Bug 54022 - CometEvent.END event is not sent on a suspended socket disconnect when running with Tomcat Native (tcnative-1.dll) on Windows Vista / Windows Server 2008 or newer.
Summary: CometEvent.END event is not sent on a suspended socket disconnect when runnin...
Alias: None
Product: Tomcat 7
Classification: Unclassified
Component: Connectors (show other bugs)
Version: 7.0.32
Hardware: PC All
: P2 blocker (vote)
Target Milestone: ---
Assignee: Tomcat Developers Mailing List
Depends on:
Reported: 2012-10-17 18:18 UTC by Douglas Beachy
Modified: 2013-07-11 11:34 UTC (History)
1 user (show)

Tomcat 7.0.32 source file with the bugfix (27.54 KB, application/octet-stream)
2012-10-17 18:18 UTC, Douglas Beachy
a test comet servlet (1.89 KB, text/x-java)
2013-07-11 11:34 UTC, chenzero

Note You need to log in before you can comment on or make changes to this bug.
Description Douglas Beachy 2012-10-17 18:18:23 UTC
Created attachment 29492 [details]
Tomcat 7.0.32 source file with the bugfix

Our Web application uses an asynchronous 3.0 servlet (via Atmosphere 1.0, actually) to send notification messages to clients connected via long-running sockets (e.g., HTTP streaming, long polling, etc.) I found a bug where Tomcat was not sending the CometEvent.END event on x64 platforms that used Tomcat Native when a socket would disconnect (e.g., by pressing CTRL-C from an HTTP GET curl command).  

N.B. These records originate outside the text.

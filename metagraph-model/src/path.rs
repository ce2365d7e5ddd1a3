use crate::{KnownRelationship, RelationshipEnd};
use serde::{Deserialize, Serialize};

/// Which end of a step's relationship the current instance sits at.
#[derive(Debug, Clone, Copy, PartialEq, Eq, Hash, Default, Serialize, Deserialize)]
#[serde(rename_all = "snake_case")]
pub enum Direction {
    /// Current instance is end1; the next instance is end2.
    #[default]
    Outgoing,
    /// Current instance is end2; the next instance is end1.
    Incoming,
    /// Either end; the next instance is whichever end is not current.
    Both,
}

impl Direction {
    /// The end the current instance must occupy, or `None` for `Both`.
    pub const fn from_end(self) -> Option<RelationshipEnd> {
        match self {
            Self::Outgoing => Some(RelationshipEnd::End1),
            Self::Incoming => Some(RelationshipEnd::End2),
            Self::Both => None,
        }
    }

    /// Returns true if a relationship with the current instance at `end`
    /// can be followed in this direction.
    pub fn admits(self, end: RelationshipEnd) -> bool {
        self.from_end().is_none_or(|required| required == end)
    }
}

/// One hop of a [`ContextPath`].
#[derive(Debug, Clone, PartialEq, Eq, Serialize, Deserialize)]
pub struct PathStep {
    pub relationship_type: String,
    #[serde(default)]
    pub direction: Direction,
}

impl PathStep {
    /// Creates a step over the named relationship type.
    pub fn new(relationship_type: impl Into<String>, direction: Direction) -> Self {
        Self {
            relationship_type: relationship_type.into(),
            direction,
        }
    }

    /// Creates a step over a known relationship role.
    pub fn role(role: &KnownRelationship, direction: Direction) -> Self {
        Self::new(role.type_name(), direction)
    }
}

/// A declared chain of relationship steps from a leaf type toward a root.
#[derive(Debug, Clone, PartialEq, Eq, Serialize, Deserialize)]
pub struct ContextPath {
    pub name: String,
    pub steps: Vec<PathStep>,
}

impl ContextPath {
    /// Creates an empty path.
    pub fn new(name: impl Into<String>) -> Self {
        Self {
            name: name.into(),
            steps: Vec::new(),
        }
    }

    /// Appends a step.
    #[must_use]
    pub fn then(mut self, relationship_type: impl Into<String>, direction: Direction) -> Self {
        self.steps.push(PathStep::new(relationship_type, direction));
        self
    }

    /// Number of steps.
    pub fn len(&self) -> usize {
        self.steps.len()
    }

    /// True if the path has no steps.
    pub fn is_empty(&self) -> bool {
        self.steps.is_empty()
    }

    /// The path from a relational column up to the endpoint serving its
    /// database. Every hop moves from a child (end2) to its owner (end1):
    ///
    /// column → table type → table → schema type → schema asset →
    /// database → connection → endpoint
    ///
    /// The column's own type entity is not on this path; see
    /// [`ContextPath::column_type`].
    pub fn column_to_root() -> Self {
        use KnownRelationship as R;
        Self::new("column-to-root")
            .then(R::AttributeForSchema.type_name(), Direction::Incoming)
            .then(R::SchemaAttributeType.type_name(), Direction::Incoming)
            .then(R::AttributeForSchema.type_name(), Direction::Incoming)
            .then(R::AssetSchemaType.type_name(), Direction::Incoming)
            .then(R::DataContentForDataSet.type_name(), Direction::Incoming)
            .then(R::ConnectionToAsset.type_name(), Direction::Incoming)
            .then(R::ConnectionEndpoint.type_name(), Direction::Incoming)
    }

    /// The single hop from a column (end1) to its column type entity (end2).
    pub fn column_type() -> Self {
        Self::new("column-type").then(
            KnownRelationship::SchemaAttributeType.type_name(),
            Direction::Outgoing,
        )
    }
}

After narrowing it down and debugging the Tomcat 7.0.32 source, I tracked the problem down to org.apache.coyote.AbstractProtocol.java.  Due to the way that APR handles socket polling in Tomcat Native, the bug only occurs on Windows platforms that 1) use tcnative-1.dll, and 2) are Vista/Server 2008 or newer.  Here is what is happening:

1) On startup, APR in tcnative-1.dll looks for a method named "WSAPoll" method in Ws2_32.dll.  If it finds it, it assigns that function as the function to use to poll sockets.  Otherwise, it falls back to the legacy method of polling sockets.  WSAPoll is only present on Windows Vista/Server 2008 or newer.

2) In org.apache.tomcat.util.net.AprEndpoint, the doPoll(long pollset) method invokes Poll.poll(pollset, pollTime, desc, true), which delegates the call to tcnative-1.dll if present.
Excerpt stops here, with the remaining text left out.